Work instructions ▸
Each line in the records below, from the one that contains "to parse config" to the one that contains "may ask for", should be reproduced exactly, the first and last included.

Records shown ▸

//! Configuration file parsing for the server
//!
//! One TOML file carries the bind address, logging and paging settings plus
//! the nested `[service]` and `[extractor]` tables.

use kgx_extractor::ExtractorConfig;
use kgx_tasks::ServiceConfig;
use serde::{Deserialize, Serialize};
use std::path::Path;
use thiserror::Error;

/// Server configuration error
#[derive(Debug, Error)]
pub enum ConfigError {
    /// Failed to read config file
    #[error("Failed to read config file: {0}")]
    FileRead(#[from] std::io::Error),

    /// Failed to parse TOML
    #[error("Failed to parse config TOML: {0}")]
    TomlParse(#[from] toml::de::Error),

    /// A value is out of range
    #[error("Invalid configuration: {0}")]
    Invalid(String),
}

/// Server configuration loaded from TOML
#[derive(Debug, Clone, PartialEq, Serialize, Deserialize)]
#[serde(default)]
pub struct ServerConfig {
    /// Bind address (e.g., "127.0.0.1")
    pub host: String,

    /// Bind port
    pub port: u16,

    /// Default log directive, overridden by `RUST_LOG`
    pub log_level: String,

    /// Page size when a listing request gives none
    pub default_page_size: usize,

    /// Largest page size a listing request may ask for
    pub max_page_size: usize,

    /// Task service settings
    pub service: ServiceConfig,

    /// Chunking and completion settings
    pub extractor: ExtractorConfig,
}

impl Default for ServerConfig {
    fn default() -> Self {
        Self {
            host: "127.0.0.1".to_string(),
            port: 8000,
            log_level: "info".to_string(),
            default_page_size: 10,
            max_page_size: 100,
            service: ServiceConfig::default(),
            extractor: ExtractorConfig::default(),
        }
    }
}

impl ServerConfig {
    /// Load configuration from a TOML file
    pub fn from_file<P: AsRef<Path>>(path: P) -> Result<Self, ConfigError> {
        let contents = std::fs::read_to_string(path)?;
        Self::from_toml(&contents)
    }

    /// Parse and validate configuration from a TOML string
    pub fn from_toml(contents: &str) -> Result<Self, ConfigError> {
        let config: ServerConfig = toml::from_str(contents)?;
        config.validate()?;
        Ok(config)
    }

    /// Check paging bounds and the nested tables
    pub fn validate(&self) -> Result<(), ConfigError> {
        if self.default_page_size == 0 || self.max_page_size == 0 {
            return Err(ConfigError::Invalid(
                "page sizes must be greater than 0".to_string(),
            ));
        }
        if self.default_page_size > self.max_page_size {
            return Err(ConfigError::Invalid(format!(
                "default_page_size ({}) exceeds max_page_size ({})",
                self.default_page_size, self.max_page_size
            )));
        }
        self.service
            .validate()
            .map_err(|e| ConfigError::Invalid(e.to_string()))?;
        self.extractor
            .validate()
            .map_err(|e| ConfigError::Invalid(e.to_string()))?;
        Ok(())
    }

    /// Get the full bind address (address:port)
    pub fn bind_addr(&self) -> String {
        format!("{}:{}", self.host, self.port)
    }
}

#[cfg(test)]
mod tests {
    use super::*;

    #[test]
    fn test_default_config() {
        let config = ServerConfig::default();
        assert!(config.validate().is_ok());
        assert_eq!(config.bind_addr(), "127.0.0.1:8000");
        assert_eq!(config.default_page_size, 10);
        assert_eq!(config.max_page_size, 100);
    }

    #[test]
    fn test_parse_toml_with_nested_tables() {
        let toml = r#"
            host = "0.0.0.0"
            port = 9000
            log_level = "kgx=debug"

            [service]
            max_workers = 5
            upload_dir = "/srv/uploads"

            [extractor]
            max_chunk_size = 1200
            overlap_size = 150
        "#;

        let config = ServerConfig::from_toml(toml).unwrap();
        assert_eq!(config.bind_addr(), "0.0.0.0:9000");
        assert_eq!(config.log_level, "kgx=debug");
        assert_eq!(config.service.max_workers, 5);
        assert_eq!(config.service.retention_days, 7);
        assert_eq!(config.extractor.max_chunk_size, 1200);
        assert_eq!(config.default_page_size, 10);
    }

    #[test]
    fn test_invalid_nested_table_rejected() {
        let toml = r#"
            [extractor]
            max_chunk_size = 100
            overlap_size = 100
        "#;
        assert!(matches!(
            ServerConfig::from_toml(toml),
            Err(ConfigError::Invalid(_))
        ));
    }

    #[test]
    fn test_page_sizes_checked() {
        let config = ServerConfig {
            default_page_size: 50,
            max_page_size: 20,
            ..ServerConfig::default()
        };
        assert!(config.validate().is_err());
    }

    #[test]
    fn test_missing_file() {
        assert!(matches!(
            ServerConfig::from_file("/nonexistent/kgx.toml"),
            Err(ConfigError::FileRead(_))
        ));
    }
}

Result for this exercise ▸
    #[error("Failed to parse config TOML: {0}")]
    TomlParse(#[from] toml::de::Error),

    /// A value is out of range
    #[error("Invalid configuration: {0}")]
    Invalid(String),
}

/// Server configuration loaded from TOML
#[derive(Debug, Clone, PartialEq, Serialize, Deserialize)]
#[serde(default)]
pub struct ServerConfig {
    /// Bind address (e.g., "127.0.0.1")
    pub host: String,

    /// Bind port
    pub port: u16,

    /// Default log directive, overridden by `RUST_LOG`
    pub log_level: String,

    /// Page size when a listing request gives none
    pub default_page_size: usize,

    /// Largest page size a listing request may ask for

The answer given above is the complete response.